Implementing analytics-driven solutions requires a well-structured approach. When done right, these solutions can lead to up to 30% greater efficiency, 40%-70% cost savings, and a 60% improvement in fraud detection rates [15].

A strong foundation is key. As Dmytro Tymofiiev, Delivery Manager at SPD Technology, explains:

"While modern data analytics solutions are leading the way for the giants of the insurance industry, small-to-midsize insurers can also benefit from these groundbreaking products. Smaller companies can start from targeted use cases, like fraud detection or usage-based policies, and eventually expand their analytics capabilities as their companies grow." [17]

To help you get started, here are three essential strategies: automation, predictive insights, and effective measurement. Together, these can turn raw data into actionable improvements.
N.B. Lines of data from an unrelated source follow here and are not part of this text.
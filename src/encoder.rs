//! Text to GEN assembler encoder

use std::io::Write;
use std::path::Path;

use anyhow::{Context, Result};
use byteorder::{ByteOrder, LittleEndian};
use log::{debug, info};

use crate::charset::{CharTable, Flavor, Generation};
use crate::header::{DiskHeader, TapeHeader, FILE_NAME_LEN, TAPE_HEADER_LEN};
use crate::lines::{number_lines, strip_bom};
use crate::options::ConvertOptions;

const LINE_END: u8 = 0x0D;

/// Result of encoding: the native file and, when requested, its tape header
#[derive(Debug, Clone, PartialEq, Eq)]
pub struct Encoded {
    pub data: Vec<u8>,
    pub tape_header: Option<TapeHeader>,
}

impl Encoded {
    /// Bare 17-byte form of the tape header, as tape tools expect it
    pub fn tape_header_bytes(&self) -> Option<[u8; TAPE_HEADER_LEN]> {
        self.tape_header.as_ref().map(TapeHeader::to_bytes)
    }
}

/// Converts text to native assembler files
pub struct Encoder {
    options: ConvertOptions,
}

impl Encoder {
    /// Create an encoder with default options
    pub fn new() -> Self {
        Self { options: ConvertOptions::default() }
    }

    pub fn with_options(mut self, options: ConvertOptions) -> Self {
        self.options = options;
        self
    }

    pub fn options(&self) -> &ConvertOptions {
        &self.options
    }

    /// Encode assembler source text.
    ///
    /// A tape header is generated when `tape_name` is given; the name is cut
    /// to 10 characters.
    pub fn encode_assembler(&self, text: &str, tape_name: Option<&str>) -> Result<Encoded> {
        self.options.check_conflicts(tape_name.is_some())?;

        let records = number_lines(strip_bom(text).lines())?;
        let table = CharTable::shared(Generation::Spectrum48, Flavor::Assembler);

        let mut body = Vec::new();
        for record in &records {
            let mut number = [0u8; 2];
            // number_lines numbers every line
            LittleEndian::write_u16(&mut number, record.number.unwrap_or_default());
            body.extend_from_slice(&number);
            body.extend(table.from_text(&record.text));
            body.push(LINE_END);
        }

        let mut data = Vec::with_capacity(body.len() + 129);
        if self.options.emit_disk_header {
            let header = DiskHeader::for_code(body.len()).context("Cannot build disk header")?;
            debug!("Prepending disk header for {} bytes", body.len());
            data.extend_from_slice(&header.to_bytes());
        }
        data.extend_from_slice(&body);
        if let Some(sentinel) = self.options.soft_eof() {
            data.push(sentinel);
        }

        let tape_header = tape_name
            .map(|name| {
                let name: String = name.chars().take(FILE_NAME_LEN).collect();
                TapeHeader::for_code(&name, data.len())
            })
            .transpose()
            .context("Cannot build tape header")?;

        info!("Encoded {} assembler lines into {} bytes", records.len(), data.len());
        Ok(Encoded { data, tape_header })
    }

    /// Encode text directly to a writer
    pub fn encode_to_writer<W: Write>(&self, text: &str, mut writer: W) -> Result<()> {
        let encoded = self.encode_assembler(text, None)?;
        writer.write_all(&encoded.data)?;
        Ok(())
    }

    /// Encode a text file, writing the native file and optionally its tape
    /// header. The header is named after the output file.
    pub fn encode_to_files(
        &self,
        input: &Path,
        output: &Path,
        tape_header: Option<&Path>,
    ) -> Result<Encoded> {
        let text = std::fs::read_to_string(input)
            .with_context(|| format!("Failed to read {}", input.display()))?;

        let tape_name = tape_header.map(|_| tape_name_for(output));
        let encoded = self
            .encode_assembler(&text, tape_name.as_deref())
            .with_context(|| format!("Failed to encode {}", input.display()))?;

        std::fs::write(output, &encoded.data)
            .with_context(|| format!("Failed to write {}", output.display()))?;
        if let (Some(path), Some(bytes)) = (tape_header, encoded.tape_header_bytes()) {
            std::fs::write(path, bytes)
                .with_context(|| format!("Failed to write {}", path.display()))?;
        }

        Ok(encoded)
    }
}

impl Default for Encoder {
    fn default() -> Self {
        Self::new()
    }
}

/// Tape file name for a native file: its base name, cut to 10 characters
pub fn tape_name_for(output: &Path) -> String {
    output
        .file_name()
        .map(|name| name.to_string_lossy().chars().take(FILE_NAME_LEN).collect())
        .unwrap_or_default()
}
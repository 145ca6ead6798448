//! `set_width` (reconstruct the visible-pixel index from the
//! visibility map at an already-computed level) and `build_maps`, the
//! driver that walks the visibility map forward to a requested depth.

use crate::carver::Carver;
use crate::error::Result;
use crate::state::CarverState;

impl Carver {
    /// Reconstruct `raw` (and `w`, `level`) for width `new_w`, reading
    /// only from the visibility map — valid for any width between
    /// `w_start - max_level + 1` and `w0` that has already been
    /// computed (or, at `w0`, trivially the full image).
    pub fn set_width(&mut self, new_w: u32) -> Result<()> {
        let level = self.w0 - new_w + 1;
        let vs = self.vs.borrow();
        let mut new_raw = Vec::with_capacity(self.h0 as usize);
        for y in 0..self.h0 {
            let mut row = Vec::with_capacity(new_w as usize);
            for x in 0..self.w0 {
                let p = (y * self.w0 + x) as usize;
                let v = vs[p];
                if v == 0 || v as u32 >= level {
                    row.push(p as u32);
                }
            }
            new_raw.push(row);
        }
        drop(vs);
        self.raw = new_raw;
        self.w = new_w;
        self.level = level;
        Ok(())
    }

    fn should_flip_leftright(&self, seams_done: u32) -> bool {
        self.lr_switch_frequency > 0 && seams_done > 0 && seams_done % self.lr_switch_frequency == 0
    }

    /// Extend the precomputed visibility map to `depth` (a target
    /// width-below-start level plus one): progressively carve seams
    /// until the logical width hits 1, then call `inflate` to record
    /// the insertion levels above `w_start`. A no-op when `depth` does
    /// not exceed what is already computed.
    pub fn build_maps(&mut self, depth: u32) -> Result<()> {
        if depth <= self.max_level {
            return Ok(());
        }
        // Reentrant with the `Resizing` guard `resize_dimension` holds
        // across its loop; when called directly (or standalone in
        // tests) this takes the real ticket lock itself, so the
        // seam-carving loop below is always cancellable.
        let _guard = self.state.enter(CarverState::Resizing);
        self.set_width(self.w_start - self.max_level + 1)?;
        if !self.nrg_uptodate {
            self.build_emap()?;
            self.build_mmap()?;
        }

        let orig_max_level = self.max_level;
        let mut l = orig_max_level;
        let mut seams_done = 0u32;
        self.progress.init(depth - orig_max_level);
        while l < depth {
            self.state.poll_cancelled()?;
            self.progress.update(l - orig_max_level, depth - orig_max_level);

            self.build_vpath()?;
            self.update_vsmap((l + orig_max_level - 1) as i32)?;
            self.level += 1;
            self.w -= 1;
            self.carve();

            if self.w > 1 {
                self.update_emap()?;
                seams_done += 1;
                if self.should_flip_leftright(seams_done) {
                    self.leftright = !self.leftright;
                    self.build_mmap()?;
                } else {
                    self.update_mmap()?;
                }
            } else {
                self.finish_vsmap();
                l += 1;
                break;
            }
            l += 1;
        }

        self.inflate((depth - 1) as i32)?;
        self.set_width(self.w_start)?;
        for aux in &mut self.attached {
            aux.set_width(self.w_start)?;
        }
        self.progress.end();
        Ok(())
    }
}

#[cfg(test)]
mod tests {
    use super::*;
    use crate::pixel::PixelBuffer;
    use crate::types::EnergyBuiltin;

    #[test]
    fn build_maps_is_idempotent_below_current_depth() {
        let buf = PixelBuffer::U8(vec![0; 16]);
        let mut c = Carver::new(buf, 4, 4, 1).unwrap();
        c.init(1, 0.0).unwrap();
        c.set_energy_function_builtin(EnergyBuiltin::GradXabs).unwrap();
        c.build_maps(3).unwrap();
        let w0_after = c.w0;
        c.build_maps(2).unwrap();
        assert_eq!(c.w0, w0_after);
    }

    #[test]
    fn build_maps_shrinks_then_widens_back_to_w_start() {
        let buf = PixelBuffer::U8(vec![0; 16]);
        let mut c = Carver::new(buf, 4, 4, 1).unwrap();
        c.init(1, 0.0).unwrap();
        c.set_energy_function_builtin(EnergyBuiltin::GradXabs).unwrap();
        c.build_maps(3).unwrap();
        assert_eq!(c.w, c.w_start);
        assert_eq!(c.max_level, 3);
    }
}
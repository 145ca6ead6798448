//! `flatten` (materialize the currently visible image as a fresh,
//! full-size buffer, discarding every level of seam history) and
//! `transpose` (swap the width/height axes so height-wise resizing can
//! reuse the same width-wise algorithms).

use crate::bias::BiasMap;
use crate::carver::Carver;
use crate::error::Result;
use crate::rigidity::{RigidityMap, RigidityMask};
use crate::state::CarverState;

impl Carver {
    /// Compact the currently visible `(w, h)` image into a new
    /// full-size buffer and forget every seam computed so far. A no-op
    /// if the carver is already at full size (`level == 1`).
    pub fn flatten(&mut self) -> Result<()> {
        for aux in &mut self.attached {
            aux.flatten()?;
        }
        if self.level == 1 {
            return Ok(());
        }

        let _guard = self.state.enter(CarverState::Flattening);
        let w = self.w;
        let h = self.h;
        let channels = self.channels as usize;

        let mut new_rgb = self.rgb.zeroed_like((w * h) as usize * channels)?;
        for y in 0..h as usize {
            for x in 0..w as usize {
                let old_p = self.raw[y][x] as usize;
                let new_p = y * w as usize + x;
                for ch in 0..channels {
                    let v = self.rgb.get_norm(old_p * channels + ch);
                    new_rgb.set_norm(new_p * channels + ch, v);
                }
            }
        }
        self.rgb = new_rgb;

        self.w_start = w;
        self.h_start = h;
        self.w0 = w;
        self.h0 = h;
        self.level = 1;
        self.max_level = 1;

        *self.vs.borrow_mut() = crate::error::try_vec_filled(0i32, (w * h) as usize)?;
        self.raw = (0..h).map(|y| (0..w).map(|x| y * w + x).collect()).collect();
        self.vpath = vec![0; h as usize];
        self.vpath_x = vec![0; h as usize];
        self.nrg_xmin = vec![0; h as usize];
        self.nrg_xmax = vec![-1; h as usize];
        self.nrg_uptodate = false;
        self.en = crate::error::try_vec_filled(0.0f32, (w * h) as usize)?;
        self.m = crate::error::try_vec_filled(0.0f32, (w * h) as usize)?;
        self.least = crate::error::try_vec_filled(u32::MAX, (w * h) as usize)?;
        self.bias = BiasMap::default();
        self.rigidity_mask = RigidityMask::default();
        self.rigidity_map = RigidityMap::build(self.rigidity, self.delta_x, h);
        self.rcache_valid = false;
        self.flushed_vs.clear();

        log::debug!("flatten: now {}x{}", w, h);
        Ok(())
    }

    /// Swap the internal width/height axes, flattening first if any
    /// seams are currently hidden. After this call `width()`/`height()`
    /// still report the same public-orientation values (the internal
    /// swap is compensated by [`Carver::orientation`]).
    pub fn transpose(&mut self) -> Result<()> {
        for aux in &mut self.attached {
            aux.transpose()?;
        }
        if self.level > 1 {
            self.flatten()?;
        }

        let _guard = self.state.enter(CarverState::Transposing);
        let w0 = self.w0;
        let h0 = self.h0;
        let channels = self.channels as usize;

        let mut new_rgb = self.rgb.zeroed_like((w0 * h0) as usize * channels)?;
        for y in 0..h0 as usize {
            for x in 0..w0 as usize {
                let old_p = y * w0 as usize + x;
                let new_p = x * h0 as usize + y;
                for ch in 0..channels {
                    let v = self.rgb.get_norm(old_p * channels + ch);
                    new_rgb.set_norm(new_p * channels + ch, v);
                }
            }
        }
        self.rgb = new_rgb;

        if !self.bias.is_empty() {
            let mut new_bias = vec![0.0f64; (w0 * h0) as usize];
            for y in 0..h0 as usize {
                for x in 0..w0 as usize {
                    let old_p = y * w0 as usize + x;
                    let new_p = x * h0 as usize + y;
                    new_bias[new_p] = self.bias.at(old_p);
                }
            }
            self.bias = BiasMap::from_vec(new_bias);
        }
        if !self.rigidity_mask.is_empty() {
            let mut new_mask = vec![1.0f32; (w0 * h0) as usize];
            for y in 0..h0 as usize {
                for x in 0..w0 as usize {
                    let old_p = y * w0 as usize + x;
                    let new_p = x * h0 as usize + y;
                    new_mask[new_p] = self.rigidity_mask.at(old_p);
                }
            }
            self.rigidity_mask = RigidityMask::from_vec(new_mask);
        }

        self.w0 = h0;
        self.h0 = w0;
        self.w_start = h0;
        self.h_start = w0;
        self.w = h0;
        self.h = w0;
        self.level = 1;
        self.max_level = 1;

        *self.vs.borrow_mut() = crate::error::try_vec_filled(0i32, (w0 * h0) as usize)?;
        self.raw = (0..self.h0).map(|y| (0..self.w0).map(|x| y * self.w0 + x).collect()).collect();
        self.vpath = vec![0; self.h0 as usize];
        self.vpath_x = vec![0; self.h0 as usize];
        self.nrg_xmin = vec![0; self.h0 as usize];
        self.nrg_xmax = vec![-1; self.h0 as usize];
        self.nrg_uptodate = false;
        self.en = crate::error::try_vec_filled(0.0f32, (w0 * h0) as usize)?;
        self.m = crate::error::try_vec_filled(0.0f32, (w0 * h0) as usize)?;
        self.least = crate::error::try_vec_filled(u32::MAX, (w0 * h0) as usize)?;
        self.rcache_valid = false;
        self.flushed_vs.clear();

        // rigidity_map is height-normalized; the height just changed
        // from h0 (old) to w0 (old), so rescale rather than rebuild.
        let factor = h0 as f32 / w0 as f32;
        self.rigidity_map.rescale(factor);

        self.transposed = !self.transposed;
        log::debug!("transpose: now {}x{} (transposed={})", self.w0, self.h0, self.transposed);
        Ok(())
    }
}
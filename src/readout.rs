//! Energy-map readout: the raw per-pixel energy value, and a
//! normalized `[0, 1]` rendering suitable for visualization.

use crate::carver::Carver;
use crate::error::Result;

impl Carver {
    /// The raw energy value at the currently visible `(x, y)`,
    /// recomputing the map first if it is stale.
    pub fn true_energy(&mut self, x: u32, y: u32) -> Result<f64> {
        if !self.nrg_uptodate {
            self.build_emap()?;
        }
        let p = self.raw[y as usize][x as usize] as usize;
        Ok(self.en[p] as f64)
    }

    /// The full energy map over the currently visible image, in
    /// row-major order. When `normalize` is set, values are first
    /// soft-saturated via `x / (1 + |x|)` and then rescaled to
    /// `[0, 1]` over the observed min/max; otherwise the raw energy
    /// values are returned unchanged.
    pub fn energy(&mut self, normalize: bool) -> Result<Vec<f64>> {
        if !self.nrg_uptodate {
            self.build_emap()?;
        }
        let w = self.w as usize;
        let h = self.h as usize;
        let mut out = vec![0.0f64; w * h];
        for y in 0..h {
            for x in 0..w {
                let p = self.raw[y][x] as usize;
                out[y * w + x] = self.en[p] as f64;
            }
        }
        if !normalize {
            return Ok(out);
        }
        for v in out.iter_mut() {
            *v /= 1.0 + v.abs();
        }
        let lo = out.iter().cloned().fold(f64::INFINITY, f64::min);
        let hi = out.iter().cloned().fold(f64::NEG_INFINITY, f64::max);
        let span = hi - lo;
        if span > 0.0 {
            for v in out.iter_mut() {
                *v = (*v - lo) / span;
            }
        } else {
            for v in out.iter_mut() {
                *v = 0.0;
            }
        }
        Ok(out)
    }
}

#[cfg(test)]
mod tests {
    use super::*;
    use crate::pixel::PixelBuffer;
    use crate::types::EnergyBuiltin;

    #[test]
    fn true_energy_builds_map_lazily() {
        let buf = PixelBuffer::U8(vec![0, 255, 0, 255]);
        let mut c = Carver::new(buf, 2, 2, 1).unwrap();
        c.init(1, 0.0).unwrap();
        c.set_energy_function_builtin(EnergyBuiltin::GradXabs).unwrap();
        let e = c.true_energy(0, 0).unwrap();
        assert!(e >= 0.0);
    }

    #[test]
    fn normalized_energy_is_bounded() {
        let buf = PixelBuffer::U8(vec![0, 50, 200, 255]);
        let mut c = Carver::new(buf, 2, 2, 1).unwrap();
        c.init(1, 0.0).unwrap();
        c.set_energy_function_builtin(EnergyBuiltin::GradXabs).unwrap();
        let map = c.energy(true).unwrap();
        for v in map {
            assert!(v >= 0.0 && v <= 1.0);
        }
    }
}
Streamlining Operations with Automation

Administrative tasks often eat up time that agents could use to focus on selling or serving customers. By identifying workflow bottlenecks, automation can unlock agents’ full potential.

Take ForMotiv Agent, for example. This platform pinpoints friction points in digital applications that slow agents down [4]. If it notices that multiple agents struggle with a particular section of the application, it flags it as an area ripe for automation or process improvement.

Tasks like data entry, document verification, or risk assessment often follow predictable patterns, making them ideal candidates for automation. For instance, if behavioral data shows agents spending too much time on simple applications, automated pre-screening can handle these cases. This frees agents to focus on complex policies that require their expertise.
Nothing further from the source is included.